Operational infrasound monitoring systems demonstrate the capability of the global network to detect, locate and characterize a large number of geophysical and man-made infrasound sources. Reference events provide a unique opportunity to better understand the details of the propagation in relation with high-resolution atmospheric models and to quantitatively assess the network performance. Systematic investigations of comprehensive reference event databases confirm that the performance of the network will fulfill the treaty verification requirements.

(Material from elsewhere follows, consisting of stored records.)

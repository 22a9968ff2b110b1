//! Metrics aggregator
//!
//! A singleton long-running loop, independent of request-serving workers:
//! each cycle it enumerates the shard registry, reads every worker's
//! shard file under a per-shard timeout, validates, and merges samples
//! with identical name and label set (counters by summation, histograms
//! bucket-wise). The merged snapshot is published whole into a
//! [`SnapshotHandle`]; publication is last-wins, so a second aggregator
//! instance cannot double-count a scrape, only overwrite with an
//! equivalent view.
//!
//! A shard that disappears mid-cycle contributes nothing this cycle; a
//! shard that fails validation is skipped and counted, never failing the
//! cycle. Merging is stateless re-summation of the current files, so a
//! restarted worker's reset shard is a new series rather than a negative
//! delta.

use crate::error::CoreError;
use crate::metrics::{MetricSample, SampleKey, SampleValue, ShardFile};
use chrono::{DateTime, Utc};
use parking_lot::RwLock;
use std::collections::BTreeMap;
use std::path::{Path, PathBuf};
use std::sync::Arc;
use std::time::Duration;
use tokio::sync::mpsc;
use tracing::{debug, info, warn};
use walkdir::WalkDir;

/// Configuration for the metrics aggregator
#[derive(Debug, Clone)]
pub struct AggregatorConfig {
    /// Directory where workers drop their shard files
    pub registry_dir: PathBuf,

    /// Pause between aggregation cycles
    pub cycle_interval: Duration,

    /// Bound on reading a single shard file; kept shorter than the cycle
    /// interval so one slow shard cannot starve the cycle
    pub shard_read_timeout: Duration,
}

impl AggregatorConfig {
    pub fn new(registry_dir: impl Into<PathBuf>) -> Self {
        Self {
            registry_dir: registry_dir.into(),
            cycle_interval: Duration::from_secs(15),
            shard_read_timeout: Duration::from_secs(2),
        }
    }
}

/// Merged view across all shard files at a point in time. Immutable once
/// published; superseded whole by the next cycle.
#[derive(Debug, Clone)]
pub struct AggregatedSnapshot {
    pub merged_at: DateTime<Utc>,
    pub cycle: u64,
    /// Shards that contributed this cycle
    pub shard_count: usize,
    /// Shards skipped this cycle (corrupt or unreadable)
    pub skipped_shards: usize,
    pub samples: Vec<MetricSample>,
}

impl AggregatedSnapshot {
    pub fn empty() -> Self {
        Self {
            merged_at: Utc::now(),
            cycle: 0,
            shard_count: 0,
            skipped_shards: 0,
            samples: Vec::new(),
        }
    }

    /// Value of a counter series, if present.
    pub fn counter_value(&self, name: &str, labels: &[(&str, &str)]) -> Option<u64> {
        let key = SampleKey::new(name, labels);
        self.samples
            .iter()
            .find(|s| s.name == key.name && s.labels == key.labels)
            .and_then(|s| match s.value {
                SampleValue::Counter { value } => Some(value),
                _ => None,
            })
    }
}

/// Shared handle to the most recently published snapshot.
///
/// The scrape endpoint reads the last successfully published snapshot,
/// so an in-flight cycle never leaves the endpoint empty-handed.
#[derive(Clone)]
pub struct SnapshotHandle {
    inner: Arc<RwLock<Arc<AggregatedSnapshot>>>,
}

impl SnapshotHandle {
    pub fn new() -> Self {
        Self {
            inner: Arc::new(RwLock::new(Arc::new(AggregatedSnapshot::empty()))),
        }
    }

    pub fn current(&self) -> Arc<AggregatedSnapshot> {
        Arc::clone(&self.inner.read())
    }

    /// Last-wins publication; never patches a published snapshot.
    pub fn publish(&self, snapshot: Arc<AggregatedSnapshot>) {
        *self.inner.write() = snapshot;
    }
}

impl Default for SnapshotHandle {
    fn default() -> Self {
        Self::new()
    }
}

/// Long-running aggregation loop with graceful shutdown
pub struct MetricsAggregator {
    handle: SnapshotHandle,
    shutdown_tx: mpsc::Sender<()>,
}

impl MetricsAggregator {
    /// Start the aggregation loop.
    pub fn start(config: AggregatorConfig) -> Self {
        let handle = SnapshotHandle::new();
        let (shutdown_tx, mut shutdown_rx) = mpsc::channel::<()>(1);

        info!(
            registry = %config.registry_dir.display(),
            interval_secs = config.cycle_interval.as_secs(),
            "Metrics aggregator started"
        );

        let loop_handle = handle.clone();
        tokio::spawn(async move {
            let mut interval = tokio::time::interval(config.cycle_interval);
            interval.set_missed_tick_behavior(tokio::time::MissedTickBehavior::Delay);

            let mut cycle: u64 = 0;
            let mut corrupt_total: u64 = 0;

            loop {
                tokio::select! {
                    _ = interval.tick() => {
                        cycle += 1;
                        let snapshot = run_cycle(&config, cycle, &mut corrupt_total).await;
                        debug!(
                            cycle,
                            shards = snapshot.shard_count,
                            skipped = snapshot.skipped_shards,
                            series = snapshot.samples.len(),
                            "Aggregation cycle complete"
                        );
                        loop_handle.publish(Arc::new(snapshot));
                    }
                    _ = shutdown_rx.recv() => {
                        info!("Metrics aggregator shutting down");
                        break;
                    }
                }
            }
        });

        Self {
            handle,
            shutdown_tx,
        }
    }

    /// Handle for readers (the scrape endpoint).
    pub fn handle(&self) -> SnapshotHandle {
        self.handle.clone()
    }

    /// Stop after the in-flight cycle finishes.
    pub async fn stop(&self) {
        let _ = self.shutdown_tx.send(()).await;
    }

    /// Run a single aggregation cycle without the loop (used by tests and
    /// one-shot tooling).
    pub async fn aggregate_once(config: &AggregatorConfig) -> AggregatedSnapshot {
        let mut corrupt_total = 0;
        run_cycle(config, 1, &mut corrupt_total).await
    }
}

async fn run_cycle(
    config: &AggregatorConfig,
    cycle: u64,
    corrupt_total: &mut u64,
) -> AggregatedSnapshot {
    let mut merged: BTreeMap<SampleKey, SampleValue> = BTreeMap::new();
    let mut shard_count = 0;
    let mut skipped = 0;

    for path in discover_shards(&config.registry_dir) {
        match read_shard(&path, config.shard_read_timeout).await {
            Ok(file) => {
                shard_count += 1;
                for sample in file.samples {
                    merge_sample(&mut merged, sample);
                }
            }
            Err(CoreError::ShardRead { ref reason, .. }) if reason.as_str() == "vanished" => {
                // Worker restarted between discovery and read: zero
                // contribution this cycle.
                debug!(path = %path.display(), "Shard vanished mid-cycle");
            }
            Err(e) => {
                skipped += 1;
                *corrupt_total += 1;
                warn!(path = %path.display(), error = %e, "Skipping unreadable shard");
            }
        }
    }

    // Aggregator self-observability rides along with the merged series
    merge_sample(
        &mut merged,
        MetricSample {
            name: "ciboard_aggregator_cycles_total".to_string(),
            labels: BTreeMap::new(),
            value: SampleValue::Counter { value: cycle },
        },
    );
    merge_sample(
        &mut merged,
        MetricSample {
            name: "ciboard_aggregator_corrupt_shard_reads_total".to_string(),
            labels: BTreeMap::new(),
            value: SampleValue::Counter {
                value: *corrupt_total,
            },
        },
    );

    let samples = merged
        .into_iter()
        .map(|(key, value)| MetricSample {
            name: key.name,
            labels: key.labels,
            value,
        })
        .collect();

    AggregatedSnapshot {
        merged_at: Utc::now(),
        cycle,
        shard_count,
        skipped_shards: skipped,
        samples,
    }
}

/// Enumerate shard files in the registry (top level only, `*.json`,
/// temp files excluded).
fn discover_shards(registry_dir: &Path) -> Vec<PathBuf> {
    let mut paths: Vec<PathBuf> = WalkDir::new(registry_dir)
        .max_depth(1)
        .into_iter()
        .filter_map(|e| e.ok())
        .filter(|e| e.file_type().is_file())
        .filter(|e| {
            let name = e.file_name().to_string_lossy();
            name.ends_with(".json") && !name.starts_with('.')
        })
        .map(|e| e.path().to_path_buf())
        .collect();
    paths.sort();
    paths
}

async fn read_shard(path: &Path, timeout: Duration) -> Result<ShardFile, CoreError> {
    let raw = tokio::time::timeout(timeout, tokio::fs::read(path))
        .await
        .map_err(|_| CoreError::ShardReadTimeout {
            path: path.to_path_buf(),
        })?
        .map_err(|e| {
            if e.kind() == std::io::ErrorKind::NotFound {
                CoreError::ShardRead {
                    path: path.to_path_buf(),
                    reason: "vanished".to_string(),
                }
            } else {
                CoreError::ShardRead {
                    path: path.to_path_buf(),
                    reason: e.to_string(),
                }
            }
        })?;

    let file: ShardFile = serde_json::from_slice(&raw).map_err(|e| CoreError::ShardRead {
        path: path.to_path_buf(),
        reason: format!("parse error: {}", e),
    })?;

    file.validate().map_err(|reason| CoreError::ShardRead {
        path: path.to_path_buf(),
        reason,
    })?;

    Ok(file)
}

fn merge_sample(merged: &mut BTreeMap<SampleKey, SampleValue>, sample: MetricSample) {
    let key = SampleKey {
        name: sample.name,
        labels: sample.labels,
    };

    match merged.entry(key) {
        std::collections::btree_map::Entry::Vacant(slot) => {
            slot.insert(sample.value);
        }
        std::collections::btree_map::Entry::Occupied(mut slot) => {
            if !merge_into(slot.get_mut(), sample.value) {
                warn!(
                    series = %slot.key().name,
                    "Dropping sample with mismatched kind or bucket bounds"
                );
            }
        }
    }
}

fn merge_into(existing: &mut SampleValue, incoming: SampleValue) -> bool {
    match (existing, incoming) {
        (SampleValue::Counter { value: existing }, SampleValue::Counter { value: incoming }) => {
            *existing += incoming;
            true
        }
        (
            SampleValue::Histogram {
                bounds: existing_bounds,
                counts: existing_counts,
                sum: existing_sum,
                count: existing_count,
            },
            SampleValue::Histogram {
                bounds,
                counts,
                sum,
                count,
            },
        ) if *existing_bounds == bounds => {
            for (slot_count, incoming) in existing_counts.iter_mut().zip(counts) {
                *slot_count += incoming;
            }
            *existing_sum += sum;
            *existing_count += count;
            true
        }
        (_, _) => false,
    }
}
//! Cache key fingerprinting
//!
//! Derives a deterministic cache key from a logical query name and its
//! parameter set. Parameters are canonicalized before hashing: object keys
//! are emitted in sorted order at every depth, so two semantically equal
//! parameter maps always fingerprint identically regardless of how they
//! were built. Array order is preserved (it is semantically significant
//! for the queries this backend serves).
//!
//! Key layout: `"{query_name}:{hex(sha256)}"`. The query-name segment is
//! the key namespace, which is what generation bumps and prefix deletes
//! operate on.

use serde_json::Value;
use sha2::{Digest, Sha256};

/// Compute the cache key for a logical query and its parameters.
pub fn fingerprint(query_name: &str, params: &Value) -> String {
    let canonical = canonicalize(params);

    let mut hasher = Sha256::new();
    hasher.update(query_name.as_bytes());
    // Separator byte keeps ("ab", "c") and ("a", "bc") distinct.
    hasher.update([0u8]);
    hasher.update(canonical.as_bytes());

    format!("{}:{}", query_name, hex::encode(hasher.finalize()))
}

/// Key prefix shared by all entries of a query namespace.
pub fn namespace_prefix(query_name: &str) -> String {
    format!("{}:", query_name)
}

/// Render a JSON value in canonical form: sorted object keys, no
/// whitespace, JSON string escaping.
pub fn canonicalize(value: &Value) -> String {
    let mut out = String::new();
    write_canonical(value, &mut out);
    out
}

fn write_canonical(value: &Value, out: &mut String) {
    match value {
        Value::Null => out.push_str("null"),
        Value::Bool(b) => out.push_str(if *b { "true" } else { "false" }),
        Value::Number(n) => {
            // serde_json numbers keep their token identity, so 1 and 1.0
            // remain distinct inputs.
            out.push_str(&n.to_string());
        }
        Value::String(s) => write_escaped(s, out),
        Value::Array(items) => {
            out.push('[');
            for (i, item) in items.iter().enumerate() {
                if i > 0 {
                    out.push(',');
                }
                write_canonical(item, out);
            }
            out.push(']');
        }
        Value::Object(map) => {
            let mut keys: Vec<&String> = map.keys().collect();
            keys.sort();

            out.push('{');
            for (i, key) in keys.iter().enumerate() {
                if i > 0 {
                    out.push(',');
                }
                write_escaped(key, out);
                out.push(':');
                // Key came from the map, so the value is always present.
                if let Some(v) = map.get(*key) {
                    write_canonical(v, out);
                }
            }
            out.push('}');
        }
    }
}

fn write_escaped(s: &str, out: &mut String) {
    out.push('"');
    for c in s.chars() {
        match c {
            '"' => out.push_str("\\\""),
            '\\' => out.push_str("\\\\"),
            '\n' => out.push_str("\\n"),
            '\r' => out.push_str("\\r"),
            '\t' => out.push_str("\\t"),
            c if (c as u32) < 0x20 => {
                out.push_str(&format!("\\u{:04x}", c as u32));
            }
            c => out.push(c),
        }
    }
    out.push('"');
}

Recent studies have evidenced potential benefits of this network for civil applications. It can for example serve as a component in geophysical hazard warning systems. Furthermore, detailed analyses of the detected low-frequency signals point out new insights on quantitative relationships between observables and atmospheric specifications by applying the mathematics of geophysical inverse problems for atmospheric remote sensing.

 
Freitag, 13.12.2013

Water Vapour Radiometers in Radio Astronomy

Zeit: 10:15 Uhr
Hörsaal: A97
 
Dr. Alan Roy
Max Planck Institute for Radioastronomy
Bonn
Germany

Tropospheric water vapour is problematic for radio astronomical imaging, astrometry, and geodesy since it causes variable absorption and wavefront distortion leading to image blurring, bias, and sensitivity loss. These can often be recovered using self-calibration and increasingly with water vapour radiometers. A number of radio observatories have developed WVRs in the last ten years, especially for short- (millimetre) wavelength astronomy. I will give an overview of design features and performance of some of those with particular detail on our own 22 GHz radiometer at the Effelsberg 100 m radio telescope.

 
Freitag, 20.12.2013

First results from GROMOS-C

Zeit: 10:15 Uhr
Hörsaal: A97
 
Susana Fernandez Vidal
Institute of Applied Physics
University of Bern

Stratospheric ozone is of major interest as it absorbs harmful UV radiation from the sun, thus allowing life on Earth. It also influences the thermal balance of the atmosphere. Ground based microwave remote sensing is the only method that allows to measure ozone profiles up to the mesopause, 24-hours and under different weather conditions. In this seminar I will present a new ground based microwave radiometer, called GROMOS-C (GRound based Ozone MOnitoring System for Campaigns), which is designed to measure the vertical profile of ozone distribution in the middle atmosphere, by observing ozone emission spectra at a frequency of 110.836 GHz. The instrument is designed in a compact way which makes it transportable and suitable for campaign use, an advantageous feature that is lacking in present day ozone radiometers. GROMOS-C is a total power radiometer which uses a preamplified single sideband heterodyne receiver, and a digital Fast Fourier Transform spectrometer for the spectral analysis. Its quasi-optical system combines an ultra-gaussian feed horn with ellipsoidal and flat mirrors to couple different calibration loads into the optical path. Calibration is performed with a classical hot-cold concept. However instead of using a liquid nitrogen load a new cold calibration load was specifically designed and constructed for this instrument. It is based on a wedge geometry with an optimal millimeter-wave absorber at the desired frequency which is cooled with Peltier-elements. As the calibration scheme does not depend on the use of liquid nitrogen, GROMOS-C can be operated also at remote places. The radiometer concept further allows also to use a noise diode for calibration as a super-hot target. The noise is coupled into the receiver before the RF amplification stage, and calibrated periodically with the hot and cold loads. A description of the main characteristics of GROMOS-C and the results of the first tests and spectra measurements will be presented.